Exercise prompt:
Quote exactly the lines spanning from the top of the data below to the line that contains "means every bone.", including both.
#### Supplied material
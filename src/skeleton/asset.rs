use std::sync::Arc;

use rustc_hash::FxHashSet;
use xxhash_rust::xxh3::Xxh3;

use crate::animation::AnimationClip;
use crate::errors::{CrowdError, Result};
use crate::math::BoundingBox;
use crate::render::{RenderHandle, RenderHandleDesc};
use crate::settings::DEFAULT_SAMPLE_INTERVAL;
use crate::skeleton::parent_cache::{ParentCache, build_parent_cache};
use crate::skeleton::reference::ReferenceSkeleton;

/// Everything the external baking step provides about a crowd mesh.
#[derive(Debug, Clone)]
pub struct MeshAssetDesc {
    pub name: String,
    pub skeleton: Arc<ReferenceSkeleton>,
    /// CPU bones referenced by the vertex weights. Empty means every bone.
    pub skinned_bones: Vec<usize>,
    /// Local-space bounds of the static mesh
    pub bounds: BoundingBox,
    /// Pose sampling interval in seconds; `None` uses the crowd default
    pub sample_interval: Option<f32>,
    pub lod_vertex_counts: Vec<u32>,
    pub frustum_culling: bool,
    /// Played with [`ForceMode::AllLayers`](crate::ForceMode) on spawn
    pub default_animation: Option<Arc<AnimationClip>>,
    pub render: RenderHandleDesc,
}

impl MeshAssetDesc {
    #[must_use]
    pub fn new(name: &str, skeleton: Arc<ReferenceSkeleton>) -> Self {
        Self {
            name: name.to_string(),
            skeleton,
            skinned_bones: Vec::new(),
            bounds: BoundingBox::default(),
            sample_interval: None,
            lod_vertex_counts: Vec::new(),
            frustum_culling: true,
            default_animation: None,
            render: RenderHandleDesc::new(name),
        }
    }
}

/// A crowd mesh with its compacted GPU bone layout.
///
/// Only skinned bones and their ancestors get a GPU index; GPU order is the
/// sorted CPU order.
#[derive(Debug, Clone)]
pub struct MeshAsset {
    id: u64,
    name: String,
    skeleton: Arc<ReferenceSkeleton>,
    cpu_to_gpu: Vec<Option<u32>>,
    gpu_to_cpu: Vec<usize>,
    parent_cache: ParentCache,
    bounds: BoundingBox,
    sample_interval: f32,
    lod_vertex_counts: Vec<u32>,
    frustum_culling: bool,
    default_animation: Option<Arc<AnimationClip>>,
    render_handle: RenderHandle,
}

impl MeshAsset {
    pub fn new(desc: MeshAssetDesc) -> Result<Self> {
        let skeleton = desc.skeleton;
        let num_bones = skeleton.num_bones();

        let sample_interval = desc.sample_interval.unwrap_or(DEFAULT_SAMPLE_INTERVAL);
        if !(sample_interval.is_finite() && sample_interval > 0.0) {
            return Err(CrowdError::InvalidSampleInterval(sample_interval));
        }

        let mut used = FxHashSet::default();
        if desc.skinned_bones.is_empty() {
            used.extend(0..num_bones);
        } else {
            for &bone in &desc.skinned_bones {
                if bone >= num_bones {
                    return Err(CrowdError::BoneOutOfRange {
                        index: bone,
                        count: num_bones,
                    });
                }
                used.insert(bone);
                used.extend(skeleton.ancestors(bone));
            }
        }

        let mut gpu_to_cpu: Vec<usize> = used.into_iter().collect();
        gpu_to_cpu.sort_unstable();

        let mut cpu_to_gpu = vec![None; num_bones];
        for (gpu, &cpu) in gpu_to_cpu.iter().enumerate() {
            cpu_to_gpu[cpu] = Some(gpu as u32);
        }

        let parents: Vec<Option<usize>> = gpu_to_cpu
            .iter()
            .map(|&cpu| skeleton.parent_index(cpu))
            .collect();
        let parent_cache = build_parent_cache(&gpu_to_cpu, &parents);
        log::debug!(
            "Mesh asset '{}': {} CPU bones, {} GPU bones, {} parent cache lines",
            desc.name,
            num_bones,
            gpu_to_cpu.len(),
            parent_cache.lines_used
        );

        let mut hasher = Xxh3::new();
        hasher.update(desc.name.as_bytes());
        hasher.update(&skeleton.id().to_le_bytes());
        for &cpu in &gpu_to_cpu {
            hasher.update(&(cpu as u64).to_le_bytes());
        }
        hasher.update(&sample_interval.to_le_bytes());
        for value in desc.bounds.min.to_array().into_iter().chain(desc.bounds.max.to_array()) {
            hasher.update(&value.to_le_bytes());
        }

        Ok(Self {
            id: hasher.digest(),
            render_handle: desc.render.handle(),
            name: desc.name,
            skeleton,
            cpu_to_gpu,
            gpu_to_cpu,
            parent_cache,
            bounds: desc.bounds,
            sample_interval,
            lod_vertex_counts: desc.lod_vertex_counts,
            frustum_culling: desc.frustum_culling,
            default_animation: desc.default_animation,
        })
    }

    #[inline]
    #[must_use]
    pub fn id(&self) -> u64 {
        self.id
    }

    #[must_use]
    pub fn name(&self) -> &str {
        &self.name
    }

    #[inline]
    #[must_use]
    pub fn skeleton(&self) -> &Arc<ReferenceSkeleton> {
        &self.skeleton
    }

    #[inline]
    #[must_use]
    pub fn num_cpu_bones(&self) -> usize {
        self.cpu_to_gpu.len()
    }

    #[inline]
    #[must_use]
    pub fn num_gpu_bones(&self) -> usize {
        self.gpu_to_cpu.len()
    }

    #[inline]
    #[must_use]
    pub fn gpu_bone_index(&self, cpu_bone: usize) -> Option<u32> {
        self.cpu_to_gpu.get(cpu_bone).copied().flatten()
    }

    #[inline]
    #[must_use]
    pub fn cpu_bone_index(&self, gpu_bone: usize) -> Option<usize> {
        self.gpu_to_cpu.get(gpu_bone).copied()
    }

    /// CPU bone index for every GPU bone, in GPU order.
    #[must_use]
    pub fn gpu_to_cpu(&self) -> &[usize] {
        &self.gpu_to_cpu
    }

    #[must_use]
    pub fn parent_cache(&self) -> &ParentCache {
        &self.parent_cache
    }

    #[must_use]
    pub fn bounds(&self) -> &BoundingBox {
        &self.bounds
    }

    #[inline]
    #[must_use]
    pub fn sample_interval(&self) -> f32 {
        self.sample_interval
    }

    #[must_use]
    pub fn lod_vertex_counts(&self) -> &[u32] {
        &self.lod_vertex_counts
    }

    #[must_use]
    pub fn frustum_culling(&self) -> bool {
        self.frustum_culling
    }

    #[must_use]
    pub fn default_animation(&self) -> Option<&Arc<AnimationClip>> {
        self.default_animation.as_ref()
    }

    #[must_use]
    pub fn render_handle(&self) -> RenderHandle {
        self.render_handle
    }
}
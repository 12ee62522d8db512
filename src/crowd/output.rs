//! Per-frame arrays for the external GPU dispatch.
//!
//! All per-instance data is flattened into segments: instance `i` owns
//! `keyframes[animation_segments[i][0]..animation_segments[i][1]]` and the
//! matching IK range. Every array carries one sentinel entry when it would
//! otherwise be empty, so the consumer never binds a zero-sized buffer; the
//! real counts are in the `*_count` fields.

use bytemuck::{Pod, Zeroable};
use glam::Vec4;

use crate::crowd::handles::InstanceHandle;
use crate::remap::BoneRemapRow;

/// One layer contribution of one instance.
#[repr(C)]
#[derive(Debug, Clone, Copy, PartialEq, Eq, Pod, Zeroable)]
pub struct KeyframeEntry {
    /// Library slot of the frame before the play position, `-1` if unbaked
    pub frame0_slot: i32,
    pub frame1_slot: i32,
    /// Interpolation alpha × 0x7FFF
    pub alpha: i32,
    /// Applied weight × 0x7FFF
    pub weight: i32,
    /// Row of the layer mask in the mask table
    pub mask_index: i32,
}

impl KeyframeEntry {
    pub const SENTINEL: Self = Self {
        frame0_slot: -1,
        frame1_slot: -1,
        alpha: 0,
        weight: 0,
        mask_index: -1,
    };
}

/// Everything the GPU stage needs for one frame.
#[derive(Debug, Clone, Default)]
pub struct FrameOutput {
    pub frame: u64,
    pub instance_count: usize,
    /// Visible instances in output order
    pub instances: Vec<InstanceHandle>,

    /// Per instance: first row of its range in the bone texture
    pub skeleton_indices: Vec<u32>,
    /// Per instance: block index of its asset in the remap tables
    pub asset_indices: Vec<u32>,
    /// Per instance: `[start, end)` into `keyframes`
    pub animation_segments: Vec<[u32; 2]>,
    pub keyframe_count: usize,
    pub keyframes: Vec<KeyframeEntry>,

    /// Per instance: `[start, end)` into `ik_bones` / `ik_rows`
    pub ik_segments: Vec<[u32; 2]>,
    pub ik_count: usize,
    /// GPU bone of each override
    pub ik_bones: Vec<i32>,
    /// Component-space override matrices, three rows each
    pub ik_rows: Vec<Vec4>,

    /// Entries per asset block in `remap` / `inverse_rest`
    pub max_cpu_bones: usize,
    pub remap: Vec<BoneRemapRow>,
    pub inverse_rest: Vec<Vec4>,
    pub remap_changed: bool,

    /// Entries per mask row in `mask_table`
    pub mask_stride: usize,
    pub mask_table: Vec<u16>,
    pub masks_changed: bool,

    /// Index of the first row in `new_rows` within the pose library
    pub new_rows_start: usize,
    /// Pose rows baked since the previous frame output
    pub new_rows: Vec<Vec4>,
    pub total_rows: usize,
}

impl FrameOutput {
    /// Pads every empty array with one sentinel entry.
    pub(crate) fn pad_empty(&mut self) {
        fn pad<T: Copy>(values: &mut Vec<T>, sentinel: &[T]) {
            if values.is_empty() {
                values.extend_from_slice(sentinel);
            }
        }

        pad(&mut self.skeleton_indices, &[u32::MAX]);
        pad(&mut self.asset_indices, &[u32::MAX]);
        pad(&mut self.animation_segments, &[[0, 0]]);
        pad(&mut self.keyframes, &[KeyframeEntry::SENTINEL]);
        pad(&mut self.ik_segments, &[[0, 0]]);
        pad(&mut self.ik_bones, &[-1]);
        pad(&mut self.ik_rows, &[Vec4::X, Vec4::Y, Vec4::Z]);
        pad(&mut self.remap, &[BoneRemapRow::SENTINEL]);
        pad(&mut self.inverse_rest, &[Vec4::X, Vec4::Y, Vec4::Z]);
        pad(&mut self.mask_table, &[0]);
        pad(&mut self.new_rows, &[Vec4::ZERO]);
    }

    #[must_use]
    pub fn keyframe_bytes(&self) -> &[u8] {
        bytemuck::cast_slice(&self.keyframes)
    }

    #[must_use]
    pub fn remap_bytes(&self) -> &[u8] {
        bytemuck::cast_slice(&self.remap)
    }

    #[must_use]
    pub fn new_row_bytes(&self) -> &[u8] {
        bytemuck::cast_slice(&self.new_rows)
    }

    /// Keyframes of the `index`-th output instance.
    #[must_use]
    pub fn instance_keyframes(&self, index: usize) -> &[KeyframeEntry] {
        match self.animation_segments.get(index) {
            Some(&[start, end]) if index < self.instance_count => {
                &self.keyframes[start as usize..end as usize]
            }
            _ => &[],
        }
    }
}

/// External consumer of finalized frame arrays.
pub trait DispatchSink {
    fn dispatch(&mut self, frame: &FrameOutput);
}
use std::sync::atomic::{AtomicU64, Ordering};

use glam::{Quat, Vec3};

use crate::animation::tracks::{InterpolationMode, KeyframeTrack};
use crate::math::BoneTransform;
use crate::skeleton::ReferenceSkeleton;
use crate::utils::interner::{self, Symbol};

static NEXT_CLIP_ID: AtomicU64 = AtomicU64::new(1);

/// What bone 0 is baked as when a clip carries root motion.
#[derive(Debug, Clone, Copy, PartialEq, Eq, Default)]
#[cfg_attr(feature = "serde", derive(serde::Serialize, serde::Deserialize))]
pub enum RootLock {
    /// The skeleton's rest pose
    #[default]
    ReferencePose,
    /// The clip's own pose at time 0
    FirstFrame,
    /// Identity
    Zero,
}

/// Channels animating a single bone, matched to the skeleton by name.
#[derive(Debug, Clone)]
pub struct BoneTrack {
    pub bone: Symbol,
    pub translation: Option<KeyframeTrack<Vec3>>,
    pub rotation: Option<KeyframeTrack<Quat>>,
    pub scale: Option<KeyframeTrack<Vec3>>,
}

impl BoneTrack {
    #[must_use]
    pub fn new(bone_name: &str) -> Self {
        Self {
            bone: interner::intern(bone_name),
            translation: None,
            rotation: None,
            scale: None,
        }
    }

    #[must_use]
    pub fn with_translation(mut self, track: KeyframeTrack<Vec3>) -> Self {
        self.translation = Some(track);
        self
    }

    #[must_use]
    pub fn with_rotation(mut self, track: KeyframeTrack<Quat>) -> Self {
        self.rotation = Some(track);
        self
    }

    #[must_use]
    pub fn with_scale(mut self, track: KeyframeTrack<Vec3>) -> Self {
        self.scale = Some(track);
        self
    }

    #[must_use]
    pub fn end_time(&self) -> f32 {
        let t = self.translation.as_ref().map_or(0.0, KeyframeTrack::end_time);
        let r = self.rotation.as_ref().map_or(0.0, KeyframeTrack::end_time);
        let s = self.scale.as_ref().map_or(0.0, KeyframeTrack::end_time);
        t.max(r).max(s)
    }

    /// Samples every channel; missing channels keep the `rest` component.
    #[must_use]
    pub fn sample(&self, time: f32, rest: &BoneTransform) -> BoneTransform {
        BoneTransform {
            translation: self
                .translation
                .as_ref()
                .and_then(|track| track.sample(time))
                .unwrap_or(rest.translation),
            rotation: self
                .rotation
                .as_ref()
                .and_then(|track| track.sample(time))
                .map_or(rest.rotation, Quat::normalize),
            scale: self
                .scale
                .as_ref()
                .and_then(|track| track.sample(time))
                .unwrap_or(rest.scale),
        }
    }
}

/// A skeletal animation.
#[derive(Debug, Clone)]
pub struct AnimationClip {
    id: u64,
    pub name: String,
    pub duration: f32,
    pub tracks: Vec<BoneTrack>,
    pub looping: bool,
    /// How sampled frames are blended at play time
    pub interpolation: InterpolationMode,
    /// `Some` when the clip carries root motion; bone 0 is then baked with
    /// the given lock instead of its animated transform.
    pub root_lock: Option<RootLock>,
}

impl AnimationClip {
    /// Creates a looping clip whose duration is the last keyframe time.
    #[must_use]
    pub fn new(name: &str, tracks: Vec<BoneTrack>) -> Self {
        let duration = tracks.iter().map(BoneTrack::end_time).fold(0.0_f32, f32::max);

        Self {
            id: NEXT_CLIP_ID.fetch_add(1, Ordering::Relaxed),
            name: name.to_string(),
            duration,
            tracks,
            looping: true,
            interpolation: InterpolationMode::Linear,
            root_lock: None,
        }
    }

    #[must_use]
    pub fn with_duration(mut self, duration: f32) -> Self {
        self.duration = duration.max(0.0);
        self
    }

    #[must_use]
    pub fn with_looping(mut self, looping: bool) -> Self {
        self.looping = looping;
        self
    }

    #[must_use]
    pub fn with_interpolation(mut self, interpolation: InterpolationMode) -> Self {
        self.interpolation = interpolation;
        self
    }

    #[must_use]
    pub fn with_root_lock(mut self, lock: RootLock) -> Self {
        self.root_lock = Some(lock);
        self
    }

    /// Process-unique identity, shared by clones.
    #[inline]
    #[must_use]
    pub fn id(&self) -> u64 {
        self.id
    }

    #[must_use]
    pub fn find_track(&self, bone: Symbol) -> Option<usize> {
        self.tracks.iter().position(|track| track.bone == bone)
    }

    /// Track index for every CPU bone of `skeleton`.
    #[must_use]
    pub fn track_lookup(&self, skeleton: &ReferenceSkeleton) -> Vec<Option<usize>> {
        skeleton
            .bones()
            .iter()
            .map(|bone| self.find_track(bone.name))
            .collect()
    }

    #[inline]
    #[must_use]
    pub fn has_root_motion(&self) -> bool {
        self.root_lock.is_some()
    }

    /// Movement of bone 0 while playing `delta` seconds from `start`, as the
    /// transform taking the start pose to the end pose. Looping clips wrap
    /// past the end; one-shots stop at it. Identity without a root track.
    #[must_use]
    pub fn extract_root_motion(
        &self,
        skeleton: &ReferenceSkeleton,
        start: f32,
        delta: f32,
        looping: bool,
    ) -> BoneTransform {
        let Some(root) = skeleton.bones().first() else {
            return BoneTransform::IDENTITY;
        };
        let Some(track) = self.find_track(root.name).and_then(|t| self.tracks.get(t)) else {
            return BoneTransform::IDENTITY;
        };
        let motion = |from: f32, to: f32| {
            let from_pose = track.sample(from, &root.rest_pose);
            let to_pose = track.sample(to, &root.rest_pose);
            to_pose.then(&from_pose.inverse())
        };

        let length = self.duration;
        if length <= 0.0 {
            return BoneTransform::IDENTITY;
        }
        let start = start.clamp(0.0, length);
        let end = start + delta;
        if !looping || (0.0..=length).contains(&end) {
            return motion(start, end.clamp(0.0, length));
        }

        // Split at the loop boundary.
        if delta > 0.0 {
            let first = motion(start, length);
            let second = motion(0.0, end.rem_euclid(length));
            second.then(&first)
        } else {
            let first = motion(start, 0.0);
            let second = motion(length, end.rem_euclid(length));
            second.then(&first)
        }
    }

    /// Local pose of every CPU bone at `time`. Bones without a track keep
    /// their rest pose.
    #[must_use]
    pub fn sample_pose(
        &self,
        skeleton: &ReferenceSkeleton,
        lookup: &[Option<usize>],
        time: f32,
    ) -> Vec<BoneTransform> {
        skeleton
            .bones()
            .iter()
            .enumerate()
            .map(|(index, bone)| {
                match lookup.get(index).copied().flatten().and_then(|t| self.tracks.get(t)) {
                    Some(track) => track.sample(time, &bone.rest_pose),
                    None => bone.rest_pose,
                }
            })
            .collect()
    }
}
########
Answer for the task:
filename src/skeleton/asset.rs
use std::sync::Arc;

use rustc_hash::FxHashSet;
use xxhash_rust::xxh3::Xxh3;

use crate::animation::AnimationClip;
use crate::errors::{CrowdError, Result};
use crate::math::BoundingBox;
use crate::render::{RenderHandle, RenderHandleDesc};
use crate::settings::DEFAULT_SAMPLE_INTERVAL;
use crate::skeleton::parent_cache::{ParentCache, build_parent_cache};
use crate::skeleton::reference::ReferenceSkeleton;

/// Everything the external baking step provides about a crowd mesh.
#[derive(Debug, Clone)]
pub struct MeshAssetDesc {
    pub name: String,
    pub skeleton: Arc<ReferenceSkeleton>,
    /// CPU bones referenced by the vertex weights. Empty means every bone.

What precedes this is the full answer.